For the third panel, Boston Book Festival executive director Gina Gagliano, who also co-hosts the “Graphic Novel TK” podcast alongside Benjamin Wilgus, provided an in-depth commentary on the troubling trends of comic book censorship. Formerly an editor with Penguin Random House, Gagliano offered a comprehensive overview of the history of comic book censorship, its causes, the misconceptions regarding it, and what comic book creators and readers can do to fight it. “Queer people, people of color, trans people, and Jewish people are essential parts of America,” Gagliano said. “Erasing them from the books kids read leads to rewriting the American experience as something exclusively white, straight, and Christian. That’s not our country’s history.”

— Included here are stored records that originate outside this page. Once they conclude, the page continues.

// src/domain/auctions.rs
use log::{debug, info};
use serde::Serialize;
use std::sync::Arc;
use crate::report::FinalResults;
use super::bids::Bid;
use super::core::{AmountValue, Bidder, Errors, LotNumber};
use super::lots::{BidOutcome, Lot};

const FIRST_LOT_NUMBER: LotNumber = 1;

/// A single auction event: an ordered list of lots, open for entries and
/// bids until it is closed.
///
/// Lot numbers are handed out in entry order and never reused, even after a
/// lot has been removed. Closing is terminal.
#[derive(Debug, Clone, PartialEq, Eq, Serialize)]
pub struct Auction {
    lots: Vec<Lot>,
    #[serde(rename = "nextLotNumber")]
    next_lot_number: LotNumber,
    #[serde(rename = "isOpen")]
    is_open: bool,
}

impl Default for Auction {
    fn default() -> Self {
        Auction {
            lots: Vec::new(),
            next_lot_number: FIRST_LOT_NUMBER,
            is_open: true,
        }
    }
}

impl Auction {
    pub fn new() -> Self {
        Self::default()
    }

    /// Starts a follow-on auction.
    ///
    /// Only a closed prior auction hands over its unsold lots and its lot
    /// numbering. An open (or missing) prior auction yields a fresh auction,
    /// since its unsold lots are not final yet.
    pub fn successor(prior: Option<Auction>) -> Self {
        match prior {
            Some(prior) if !prior.is_open => {
                let next_lot_number = prior.next_lot_number;
                let lots = prior.into_no_bids();
                info!(
                    "Carrying {} unsold lot(s) forward, next lot number {}",
                    lots.len(),
                    next_lot_number
                );
                Auction {
                    lots,
                    next_lot_number,
                    is_open: true,
                }
            }
            Some(_) => {
                debug!("Prior auction is still open, starting a fresh auction");
                Self::default()
            }
            None => Self::default(),
        }
    }

    pub fn is_open(&self) -> bool {
        self.is_open
    }

    pub fn next_lot_number(&self) -> LotNumber {
        self.next_lot_number
    }

    /// All lots in entry order.
    pub fn lots(&self) -> &[Lot] {
        &self.lots
    }

    fn ensure_open(&self) -> Result<(), Errors> {
        if self.is_open {
            Ok(())
        } else {
            Err(Errors::AuctionClosed)
        }
    }

    pub fn try_enter_lot(&mut self, description: Option<&str>) -> Result<LotNumber, Errors> {
        self.ensure_open()?;
        let description = description.ok_or(Errors::MissingDescription)?;

        let number = self.next_lot_number;
        self.lots.push(Lot::new(number, description));
        self.next_lot_number += 1;
        debug!("Entered lot {}: {}", number, description);
        Ok(number)
    }

    pub fn enter_lot(&mut self, description: Option<&str>) -> bool {
        self.try_enter_lot(description).is_ok()
    }

    /// A losing bid is still `Ok`; only malformed requests are errors.
    pub fn try_bid_for(
        &mut self,
        lot_number: LotNumber,
        bidder: Option<Arc<Bidder>>,
        value: AmountValue,
    ) -> Result<BidOutcome, Errors> {
        self.ensure_open()?;
        let index = self.position(lot_number).ok_or(Errors::UnknownLot(lot_number))?;
        let candidate = Bid::new(bidder, value)?;
        Ok(self.lots[index].try_bid_for(candidate))
    }

    pub fn bid_for(&mut self, lot_number: LotNumber, bidder: Option<Arc<Bidder>>, value: AmountValue) -> bool {
        self.try_bid_for(lot_number, bidder, value).is_ok()
    }

    // Lots are not guaranteed to be sorted by number.
    fn position(&self, lot_number: LotNumber) -> Option<usize> {
        self.lots.iter().position(|lot| lot.number() == lot_number)
    }

    pub fn get_lot(&self, lot_number: LotNumber) -> Option<&Lot> {
        self.position(lot_number).map(|index| &self.lots[index])
    }

    /// Lots without a bid, in entry order.
    pub fn no_bids(&self) -> Vec<&Lot> {
        self.lots.iter().filter(|lot| !lot.has_bids()).collect()
    }

    fn into_no_bids(self) -> Vec<Lot> {
        self.lots.into_iter().filter(|lot| !lot.has_bids()).collect()
    }

    pub fn try_remove_lot(&mut self, lot_number: LotNumber) -> Result<Lot, Errors> {
        self.ensure_open()?;
        let index = self.position(lot_number).ok_or(Errors::UnknownLot(lot_number))?;
        if self.lots[index].has_bids() {
            return Err(Errors::LotHasBids(lot_number));
        }
        debug!("Removed lot {}", lot_number);
        Ok(self.lots.remove(index))
    }

    pub fn remove_lot(&mut self, lot_number: LotNumber) -> bool {
        self.try_remove_lot(lot_number).is_ok()
    }

    pub fn try_close(&mut self) -> Result<FinalResults, Errors> {
        if !self.is_open {
            return Err(Errors::AlreadyClosed);
        }
        self.is_open = false;
        let results = FinalResults::from_lots(&self.lots);
        info!(
            "Auction closed: {} lot(s), {} unsold",
            self.lots.len(),
            results.unsold().count()
        );
        Ok(results)
    }

    pub fn close(&mut self) -> bool {
        self.try_close().is_ok()
    }

    /// Final per-lot results; only available once the auction is closed.
    pub fn final_results(&self) -> Option<FinalResults> {
        if self.is_open {
            None
        } else {
            Some(FinalResults::from_lots(&self.lots))
        }
    }
}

Anthony Marques, the owner and president of The Joe Kubert School of Cartoon and Graphic Art, as well as a cartoonist in his own right, spearheaded the fourth panel with an extended interview by Gil about the increasing diversification of the comic book industry. That includes those who make comics, those who read comics, and the genres of comic books that are made and consumed. “Comic books have to be diverse, because the world we live in is diverse,” he said. Marques encouraged attendees to consider the different possibilities of how comics can be made not just in terms of who makes them, but in terms of process, whether they draw by hand, on a tablet, or even on their cell-phones. The important thing, he emphasized, is that the comic gets made in a way that works for the individual creator. “Anyone can make a comic,” he said. “All you need is your imagination, a pencil, and a piece of paper.”
The penultimate panel put the spotlight on Oriana Leckert, who serves Kickstarter as their Director of Publishing & Comics Outreach. Leckert began the panel by clarifying Kickstarter’s mission as a platform to “bring creative projects to life,” rather than means for people to raise funds for personal matters like investing and medical bills. After detailing the unique benefits of Kickstarter as a distinct platform, she narrowed the focus to describing the benefits of literary crowdfunding, offering detailed insight into how comic book creators can best leverage crowdfunding efforts for a successful campaign that best benefits both the backers and creators. “Such an engaged audience…” Leckert said as the panel wrapped. “This was awesome.”
Nick Sousanis led the final panel with a discussion of “The Role of Education in Comics.” The San Francisco State University assistant professor, who is also a scholar, art critic, and cartoonist, was the first student at Columbia University to complete his dissertation entirely in the form of a comic. Appropriately, his presentation was populated with numerous comic book images as he led attendees through the story of his journey in comics scholarship, while also detailing the unique educational benefits that comic books provide to students of all ages. “Comics are hard to read, right?” Sousanis said. “There are fewer words, and the pictures help on some level. But they’re harder. They’re harder because you have to pay attention to so much more… it really forces you to pay attention in a way that’s dramatically different from other kinds of reading.”
The Symposium ended with a virtual networking event on Kumospace, allowing panelists and attendees to move freely and mingle within an interactive space much as one would for an informal in-person gathering. The ensuing discussions made evident that attendees were fascinated by the panels, and energized to apply what they learned in their own work and lives.